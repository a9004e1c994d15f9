use serenity::all::User;

use crate::{
    bot::{invoker::invoker, reply, Context},
    error::AppError,
    model::notification::{color, Embed},
    service::{
        bonus::BonusService,
        commendation::{Commendation, CommendationService},
    },
};

const LEADERBOARD_SIZE: usize = 10;

/// Commend a member for their performance
#[poise::command(slash_command, guild_only)]
pub async fn commend(
    ctx: Context<'_>,
    #[description = "Member to commend"] person: User,
    #[description = "Role they played in the operation"] role: String,
    #[description = "Why they deserve it"] reason: String,
) -> Result<(), AppError> {
    let caller = invoker(ctx).await;
    let data = ctx.data();
    let service = CommendationService::new(&data.config, &data.store, data.discord.as_ref());

    let commendation = Commendation {
        person_id: person.id.get(),
        role,
        reason,
    };

    match service.commend(&caller, commendation).await {
        Ok(_) => {
            reply::ephemeral(ctx, format!("Your commendation for <@{}> has been posted.", person.id))
                .await
        }
        Err(e) => reply::failure(ctx, &e).await,
    }
}

/// Show your total performance bonus
#[poise::command(slash_command, guild_only, rename = "performance-bonus")]
pub async fn performance_bonus(ctx: Context<'_>) -> Result<(), AppError> {
    let data = ctx.data();
    let service = BonusService::new(&data.config, &data.store);

    match service.total_for(ctx.author().id.get()).await {
        Ok(total) => {
            reply::ephemeral(ctx, format!("Your total Performance Bonus is {}.", total)).await
        }
        Err(e) => reply::failure(ctx, &e).await,
    }
}

/// Show the members with the highest performance bonus
#[poise::command(slash_command, guild_only, rename = "bonus-leaderboard")]
pub async fn bonus_leaderboard(ctx: Context<'_>) -> Result<(), AppError> {
    let data = ctx.data();
    let service = BonusService::new(&data.config, &data.store);

    let rows = match service.leaderboard(LEADERBOARD_SIZE).await {
        Ok(rows) => rows,
        Err(e) => return reply::failure(ctx, &e).await,
    };

    if rows.is_empty() {
        return reply::ephemeral(ctx, "No Performance Bonuses have been wired yet.").await;
    }

    let listing = rows
        .iter()
        .enumerate()
        .map(|(i, (member_id, total))| format!("**{}.** <@{}>: {}", i + 1, member_id, total))
        .collect::<Vec<_>>()
        .join("\n");

    let embed = Embed::new("Performance Bonus Leaderboard", color::GREEN).description(listing);

    reply::ephemeral_embed(ctx, embed).await
}
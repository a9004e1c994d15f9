use crate::{bot::Context, model::invoker::Invoker};

/// Builds the [`Invoker`] for the current interaction.
///
/// Roles are read from the member data Discord sends with every interaction, so a role
/// change takes effect on the very next command. Outside a guild the invoker has no roles
/// and every role-gated workflow refuses them.
pub async fn invoker(ctx: Context<'_>) -> Invoker {
    let author = ctx.author();
    let channel_id = ctx.channel_id().get();

    match ctx.author_member().await {
        Some(member) => Invoker {
            user_id: author.id.get(),
            display_name: member.display_name().to_string(),
            role_ids: member.roles.iter().map(|r| r.get()).collect(),
            channel_id,
        },
        None => Invoker {
            user_id: author.id.get(),
            display_name: author.name.clone(),
            role_ids: Vec::new(),
            channel_id,
        },
    }
}
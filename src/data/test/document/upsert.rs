use super::*;

/// Tests writing a collection for the first time.
///
/// Expected: Ok with the row created
#[tokio::test]
async fn creates_new_document() -> Result<(), DbErr> {
    let test = TestBuilder::new().with_document_table().build().await.unwrap();
    let db = test.db.as_ref().unwrap();

    let repo = DocumentRepository::new(db);
    let stored = repo.upsert("incident_reports", 1, "[]".to_string()).await?;

    assert_eq!(stored.collection, "incident_reports");
    assert_eq!(stored.body, "[]");
    assert_eq!(entity::prelude::Document::find().count(db).await?, 1);

    Ok(())
}

/// Tests replacing an existing collection wholesale.
///
/// Expected: one row holding the new body and version
#[tokio::test]
async fn replaces_existing_document() -> Result<(), DbErr> {
    let test = TestBuilder::new().with_document_table().build().await.unwrap();
    let db = test.db.as_ref().unwrap();

    create_document(db, "incident_reports", "[]").await?;

    let repo = DocumentRepository::new(db);
    let stored = repo
        .upsert("incident_reports", 2, r#"[{"report_id":1}]"#.to_string())
        .await?;

    assert_eq!(stored.version, 2);
    assert_eq!(stored.body, r#"[{"report_id":1}]"#);
    assert_eq!(entity::prelude::Document::find().count(db).await?, 1);

    Ok(())
}

/// Tests that replacing a document moves its update timestamp forward.
///
/// Expected: second updated_at is not earlier than the first
#[tokio::test]
async fn refreshes_updated_at() -> Result<(), DbErr> {
    let test = TestBuilder::new().with_document_table().build().await.unwrap();
    let db = test.db.as_ref().unwrap();

    let repo = DocumentRepository::new(db);
    let first = repo.upsert("no_show_data", 1, "{}".to_string()).await?;
    let second = repo.upsert("no_show_data", 1, "{}".to_string()).await?;

    assert!(second.updated_at >= first.updated_at);

    Ok(())
}
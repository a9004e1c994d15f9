//! Performance bonus ledger: rate-limited random awards and running totals.

use chrono::{DateTime, Duration, Utc};
use rand::Rng;

use crate::{
    config::Config,
    error::workflow::WorkflowError,
    model::bonus::{BonusLedgers, Cents},
    service::store::RecordStore,
};

/// Rolling window the daily award limit applies to.
const AWARD_WINDOW_HOURS: i64 = 24;

pub struct BonusService<'a> {
    config: &'a Config,
    store: &'a RecordStore,
}

impl<'a> BonusService<'a> {
    pub fn new(config: &'a Config, store: &'a RecordStore) -> Self {
        Self { config, store }
    }

    /// Awards a bonus to `recipient` now.
    ///
    /// See [`BonusService::award_bonus_at`].
    pub async fn award_bonus(&self, recipient: u64) -> Result<Cents, WorkflowError> {
        self.award_bonus_at(recipient, Utc::now()).await
    }

    /// Awards a bonus to `recipient` as of `now`.
    ///
    /// Recipients receive at most the configured number of awards in any rolling
    /// 24 hours. Under the limit the amount is drawn uniformly from the configured
    /// range; at the limit the award is zero and the ledger is left unchanged.
    ///
    /// # Arguments
    /// - `recipient` - Member receiving the bonus
    /// - `now` - Award time, used for the rate limit window
    ///
    /// # Returns
    /// - `Ok(Cents)` - Amount awarded, zero when rate limited
    /// - `Err(WorkflowError::StorageUnavailable)` - Ledger could not be read or written
    pub async fn award_bonus_at(
        &self,
        recipient: u64,
        now: DateTime<Utc>,
    ) -> Result<Cents, WorkflowError> {
        let window = Duration::hours(AWARD_WINDOW_HOURS);
        let limit = self.config.thresholds.bonus_daily_limit;

        let mut ledgers = self.store.lock::<BonusLedgers>().await?;
        let ledger = ledgers.ledger_mut(recipient);

        if ledger.recent(now, window) >= limit {
            tracing::debug!(
                "Bonus limit of {} reached for {}, awarding nothing",
                limit,
                recipient
            );
            return Ok(Cents::ZERO);
        }

        let settings = &self.config.bonus;
        let amount = Cents(rand::rng().random_range(settings.min_cents..=settings.max_cents));

        ledger.prune(now, window);
        ledger.record(amount, now);
        ledgers.commit().await?;

        tracing::info!("Awarded bonus of {} to {}", amount, recipient);

        Ok(amount)
    }

    /// Accumulated bonus total for `member_id`, zero if they never received one.
    pub async fn total_for(&self, member_id: u64) -> Result<Cents, WorkflowError> {
        Ok(self.store.load::<BonusLedgers>().await?.total_for(member_id))
    }

    /// Recipients with the highest totals, highest first.
    pub async fn leaderboard(&self, limit: usize) -> Result<Vec<(u64, Cents)>, WorkflowError> {
        let ledgers = self.store.load::<BonusLedgers>().await?;

        Ok(ledgers.leaderboard().into_iter().take(limit).collect())
    }
}
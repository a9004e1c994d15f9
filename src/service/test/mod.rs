//! Workflow tests against an in-memory database and a recording fake of Discord.

use std::sync::atomic::{AtomicBool, AtomicU64, Ordering};
use std::sync::Mutex;

use sea_orm::ConnectionTrait;
use serenity::async_trait;
use test_utils::{builder::TestBuilder, context::TestContext};

use crate::{
    config::{self, Config},
    error::notification::NotificationError,
    model::{
        candidate::HistoryMessage,
        invoker::Invoker,
        notification::{Destination, MessageRef, Notification},
    },
    service::{
        draft::DraftStore,
        notify::{GuildModerator, MessageHistory, Notifier},
        store::RecordStore,
    },
};

mod ban;
mod bonus;
mod candidate;

/// A message the fake accepted.
#[derive(Debug, Clone)]
pub struct Sent {
    pub destination: Destination,
    pub notification: Notification,
    pub message: MessageRef,
}

/// How the fake answers a delete request.
#[derive(Debug, Clone, Copy)]
pub enum DeleteBehavior {
    Succeed,
    NotFound,
    Forbidden,
}

/// Records everything the workflows ask Discord to do.
///
/// Every send yields to the scheduler first so concurrent workflows interleave at the
/// same points they would against the real API.
pub struct FakeDiscord {
    next_message_id: AtomicU64,
    pub sent: Mutex<Vec<Sent>>,
    pub deleted: Mutex<Vec<(Destination, u64)>>,
    pub directs: Mutex<Vec<(u64, Notification)>>,
    pub bans: Mutex<Vec<(u64, String)>>,
    pub history: Mutex<Vec<HistoryMessage>>,
    failing: Mutex<Vec<Destination>>,
    dm_blocked: AtomicBool,
    delete_behavior: Mutex<DeleteBehavior>,
}

impl FakeDiscord {
    pub fn new() -> Self {
        Self {
            next_message_id: AtomicU64::new(5000),
            sent: Mutex::new(Vec::new()),
            deleted: Mutex::new(Vec::new()),
            directs: Mutex::new(Vec::new()),
            bans: Mutex::new(Vec::new()),
            history: Mutex::new(Vec::new()),
            failing: Mutex::new(Vec::new()),
            dm_blocked: AtomicBool::new(false),
            delete_behavior: Mutex::new(DeleteBehavior::Succeed),
        }
    }

    /// Makes every send to `destination` fail with `Forbidden`.
    pub fn fail_sends_to(&self, destination: Destination) {
        self.failing.lock().unwrap().push(destination);
    }

    pub fn block_dms(&self) {
        self.dm_blocked.store(true, Ordering::SeqCst);
    }

    pub fn on_delete(&self, behavior: DeleteBehavior) {
        *self.delete_behavior.lock().unwrap() = behavior;
    }

    pub fn set_history(&self, history: Vec<HistoryMessage>) {
        *self.history.lock().unwrap() = history;
    }

    pub fn sent_to(&self, destination: Destination) -> Vec<Sent> {
        self.sent
            .lock()
            .unwrap()
            .iter()
            .filter(|s| s.destination == destination)
            .cloned()
            .collect()
    }

    pub fn total_sent(&self) -> usize {
        self.sent.lock().unwrap().len()
    }

    fn channel_for(destination: Destination) -> u64 {
        match destination {
            Destination::ReportLog => 101,
            Destination::StaffAlert => 102,
            Destination::Commendations => 103,
            Destination::ZeusFeedback => 104,
        }
    }
}

#[async_trait]
impl Notifier for FakeDiscord {
    async fn send(
        &self,
        destination: Destination,
        notification: Notification,
    ) -> Result<MessageRef, NotificationError> {
        tokio::task::yield_now().await;

        if self.failing.lock().unwrap().contains(&destination) {
            return Err(NotificationError::Forbidden);
        }

        let message = MessageRef {
            channel_id: Self::channel_for(destination),
            message_id: self.next_message_id.fetch_add(1, Ordering::SeqCst),
        };
        self.sent.lock().unwrap().push(Sent {
            destination,
            notification,
            message,
        });

        Ok(message)
    }

    async fn delete(
        &self,
        destination: Destination,
        message_id: u64,
    ) -> Result<(), NotificationError> {
        tokio::task::yield_now().await;

        let behavior = *self.delete_behavior.lock().unwrap();
        match behavior {
            DeleteBehavior::Succeed => {
                self.deleted.lock().unwrap().push((destination, message_id));
                Ok(())
            }
            DeleteBehavior::NotFound => Err(NotificationError::NotFound),
            DeleteBehavior::Forbidden => Err(NotificationError::Forbidden),
        }
    }

    async fn direct(
        &self,
        user_id: u64,
        notification: Notification,
    ) -> Result<(), NotificationError> {
        if self.dm_blocked.load(Ordering::SeqCst) {
            return Err(NotificationError::Forbidden);
        }

        self.directs.lock().unwrap().push((user_id, notification));
        Ok(())
    }
}

#[async_trait]
impl MessageHistory for FakeDiscord {
    async fn recent(
        &self,
        _destination: Destination,
        limit: usize,
    ) -> Result<Vec<HistoryMessage>, NotificationError> {
        Ok(self
            .history
            .lock()
            .unwrap()
            .iter()
            .take(limit)
            .cloned()
            .collect())
    }
}

#[async_trait]
impl GuildModerator for FakeDiscord {
    async fn ban(&self, user_id: u64, reason: &str) -> Result<(), NotificationError> {
        self.bans.lock().unwrap().push((user_id, reason.to_string()));
        Ok(())
    }
}

/// Everything a workflow needs, wired to fakes.
pub struct Harness {
    pub config: Config,
    pub store: RecordStore,
    pub drafts: DraftStore,
    pub discord: FakeDiscord,
    _test: TestContext,
}

impl Harness {
    pub async fn new() -> Self {
        Self::with_config(config::test::config()).await
    }

    pub async fn with_config(config: Config) -> Self {
        let test = TestBuilder::new().with_document_table().build().await.unwrap();
        let db = test.db.clone().unwrap();

        Self {
            drafts: DraftStore::new(config.draft_retention),
            config,
            store: RecordStore::new(db),
            discord: FakeDiscord::new(),
            _test: test,
        }
    }

    /// Makes every later insert or update of a stored document fail.
    ///
    /// Reads keep working, so a collection loaded beforehand can still be locked and
    /// mutated; only its commit fails.
    pub async fn reject_document_writes(&self) {
        let db = self._test.db.as_ref().unwrap();
        for event in ["INSERT", "UPDATE"] {
            db.execute_unprepared(&format!(
                "CREATE TRIGGER reject_document_{0} BEFORE {0} ON document \
                 BEGIN SELECT RAISE(ABORT, 'disk is read-only'); END",
                event.to_lowercase()
            ))
            .await
            .unwrap();
        }
    }
}

/// Invoker holding `roles`, calling from `channel_id`.
pub fn invoker(user_id: u64, roles: &[u64], channel_id: u64) -> Invoker {
    Invoker {
        user_id,
        display_name: format!("Member {}", user_id),
        role_ids: roles.to_vec(),
        channel_id,
    }
}

/// Unit staff member in the staff channel.
pub fn staff() -> Invoker {
    invoker(10, &[201], 102)
}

• • • • • • •

Could you return exactly the lines above from the line with "let ledger = ledgers.ledger_mut(recipient);" to the line with "let settings = &self.config.bonus;", both included, and nothing else?

        let ledger = ledgers.ledger_mut(recipient);

        if ledger.recent(now, window) >= limit {
            tracing::debug!(
                "Bonus limit of {} reached for {}, awarding nothing",
                limit,
                recipient
            );
            return Ok(Cents::ZERO);
        }

        let settings = &self.config.bonus;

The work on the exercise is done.